Research predicts proportion of land-based mammals which may not be able to keep up with climate change Researchers from the University of Aberdeen, Sapienza University of Rome, the Centre for Ecology and Hydrology and the University of Liverpool have developed a modelling approach which predicts the proportion of terrestrial mammals, from shrews to stoats to deer and giraffes, which may not be able to keep up with climate change. The research is published in Global Change Biology today and was funded by the Natural Environment Research Council (NERC).
Scientists wanted to discover why some mammal species are more able to move to new areas in a bid to avoid the effects of climate change, but others are failing to do so and as a result, are facing substantial reductions in abundance, and even higher risk of extinction.
In order to understand this, the team have developed an approach which allows them to estimate population spread across the diversity of ecological characteristics (or life histories) found within mammals. The approach overcomes limited data availability by coupling a statistical analysis of mammal species life-histories with spatial population modelling to project spread rates for 15 000 virtual mammals with life histories that reflect those seen in the real world.
The model was used to determine how key characteristics of mammals – such as how many offspring per year they produced, average first age of reproduction, dispersal (how far juveniles tend to move away from their parents before reproducing) and annual survival – influenced the expected population spread rates as well as looking to see whether easy to obtain information, such as body size or home range (territory size), can provide a reasonable estimate.
Professor Justin Travis from the University of Aberdeen said: ”An important conclusion is that estimates of spread rate will be imprecise unless we improve the quality of data available for key characteristics, such as dispersal. However, while it remains challenging to make reliable predictions for individual species, by taking this new approach we can obtain predictions for the proportion of species that are likely to struggle to keep up with climate change.
”Our model suggests that 30% of mammals, from mice to monkeys have rates of population spread that are lower than the pace of climate change.
”Importantly, this is likely to be an optimistic estimate as this work currently considers only the consequences of climate change and does not include habitat loss and fragmentation. A vital next step will be to make use of this new modelling approach to examine how well populations spread across landscapes that have and continue to be, dramatically modified by human activities.
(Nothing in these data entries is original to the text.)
//! Circuit breaker decorator for inventory clients.

use std::sync::Arc;

use async_trait::async_trait;
use common::{AuthContext, ItemId, LotId};
use domain::InventoryLot;

use super::InventoryClient;
use crate::breaker::{BreakerError, CircuitBreaker, Clock, SystemClock};
use crate::error::InventoryError;

impl BreakerError for InventoryError {
    fn counts_as_failure(&self) -> bool {
        self.is_transient()
    }

    fn rejected(breaker: &str) -> Self {
        InventoryError::CircuitOpen {
            breaker: breaker.to_string(),
        }
    }
}

/// Routes every call of an inner client through a shared circuit breaker.
#[derive(Debug)]
pub struct GuardedInventory<I, C: Clock = SystemClock> {
    inner: I,
    breaker: Arc<CircuitBreaker<C>>,
}

impl<I, C: Clock> GuardedInventory<I, C> {
    pub fn new(inner: I, breaker: Arc<CircuitBreaker<C>>) -> Self {
        Self { inner, breaker }
    }

    pub fn breaker(&self) -> &Arc<CircuitBreaker<C>> {
        &self.breaker
    }

    pub fn inner(&self) -> &I {
        &self.inner
    }
}

impl<I: Clone, C: Clock> Clone for GuardedInventory<I, C> {
    fn clone(&self) -> Self {
        Self {
            inner: self.inner.clone(),
            breaker: self.breaker.clone(),
        }
    }
}

#[async_trait]
impl<I: InventoryClient, C: Clock> InventoryClient for GuardedInventory<I, C> {
    async fn get_lot_detail(
        &self,
        item_id: ItemId,
        lot_id: LotId,
        auth: &AuthContext,
    ) -> Result<InventoryLot, InventoryError> {
        self.breaker
            .call(|| self.inner.get_lot_detail(item_id, lot_id, auth))
            .await
    }

    async fn apply_lot(
        &self,
        item_id: ItemId,
        lot: &InventoryLot,
        auth: &AuthContext,
    ) -> Result<InventoryLot, InventoryError> {
        self.breaker
            .call(|| self.inner.apply_lot(item_id, lot, auth))
            .await
    }
}

#[cfg(test)]
mod tests {
    use std::time::Duration;

    use super::*;
    use crate::breaker::{CircuitBreakerConfig, CircuitState, ManualClock};
    use crate::inventory::InMemoryInventory;

    fn auth() -> AuthContext {
        AuthContext::User("user-1".to_string())
    }

    fn guarded(
        inventory: &InMemoryInventory,
        clock: &ManualClock,
    ) -> GuardedInventory<InMemoryInventory, ManualClock> {
        let config = CircuitBreakerConfig::new("grocery")
            .with_failure_threshold(2)
            .with_open_timeout(Duration::from_secs(5))
            .with_half_open_max_requests(1);
        let breaker = Arc::new(CircuitBreaker::with_clock(config, clock.clone()));
        GuardedInventory::new(inventory.clone(), breaker)
    }

    #[tokio::test]
    async fn test_open_breaker_skips_remote_call() {
        let inventory = InMemoryInventory::new();
        let clock = ManualClock::new();
        let client = guarded(&inventory, &clock);
        let (item_id, lot) = inventory.stock_lot(10.0, 10.0, 20.0);
        inventory.set_unavailable(true);

        for _ in 0..2 {
            let err = client.get_lot_detail(item_id, lot.id, &auth()).await.unwrap_err();
            assert!(matches!(err, InventoryError::Network(_)));
        }
        assert_eq!(client.breaker().state(), CircuitState::Open);

        inventory.set_unavailable(false);
        let err = client.get_lot_detail(item_id, lot.id, &auth()).await.unwrap_err();
        assert_eq!(
            err,
            InventoryError::CircuitOpen {
                breaker: "grocery".to_string()
            }
        );
        assert_eq!(inventory.get_calls(), 2);
    }

    #[tokio::test]
    async fn test_business_errors_do_not_trip() {
        let inventory = InMemoryInventory::new();
        let clock = ManualClock::new();
        let client = guarded(&inventory, &clock);
        let item_id = ItemId::new();

        for _ in 0..5 {
            let err = client
                .get_lot_detail(item_id, LotId::new(), &auth())
                .await
                .unwrap_err();
            assert!(matches!(err, InventoryError::NotFound(_)));
        }
        assert_eq!(client.breaker().state(), CircuitState::Closed);
    }

    #[tokio::test]
    async fn test_recovers_after_cooldown() {
        let inventory = InMemoryInventory::new();
        let clock = ManualClock::new();
        let client = guarded(&inventory, &clock);
        let (item_id, lot) = inventory.stock_lot(10.0, 10.0, 20.0);

        inventory.set_unavailable(true);
        for _ in 0..2 {
            client.get_lot_detail(item_id, lot.id, &auth()).await.unwrap_err();
        }
        inventory.set_unavailable(false);
        clock.advance(Duration::from_secs(5));

        let fetched = client.get_lot_detail(item_id, lot.id, &auth()).await.unwrap();
        assert_eq!(fetched, lot);
        assert_eq!(client.breaker().state(), CircuitState::Closed);
    }
}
Then we can begin to make recommendations for conservation activities that can improve population responses.”
Dr Jenny Hodgson from The University of Liverpool said: ”Mammals are often thought of as being adaptable, but this work suggests that climate change could severely stretch their ability to exploit new windows of suitable climate. To avoid declines of mammals with low spread rates, a multi-pronged conservation strategy is likely to be needed, including boosting reproduction with ample areas of high-quality habitat, and protecting ’refugia’ of cooler conditions in otherwise hot regions.”
Professor James Bullock, Centre for Ecology & Hydrology added: ”As our models become more sophisticated, we are able to make more precise predictions about the consequences of climate change. This work adds to the evidence that climate change will have devastating impacts on the natural world. Mammals are among the most mobile species on Earth, yet our models suggest that many populations will not be able to migrate fast enough to keep up with the shifting climate.”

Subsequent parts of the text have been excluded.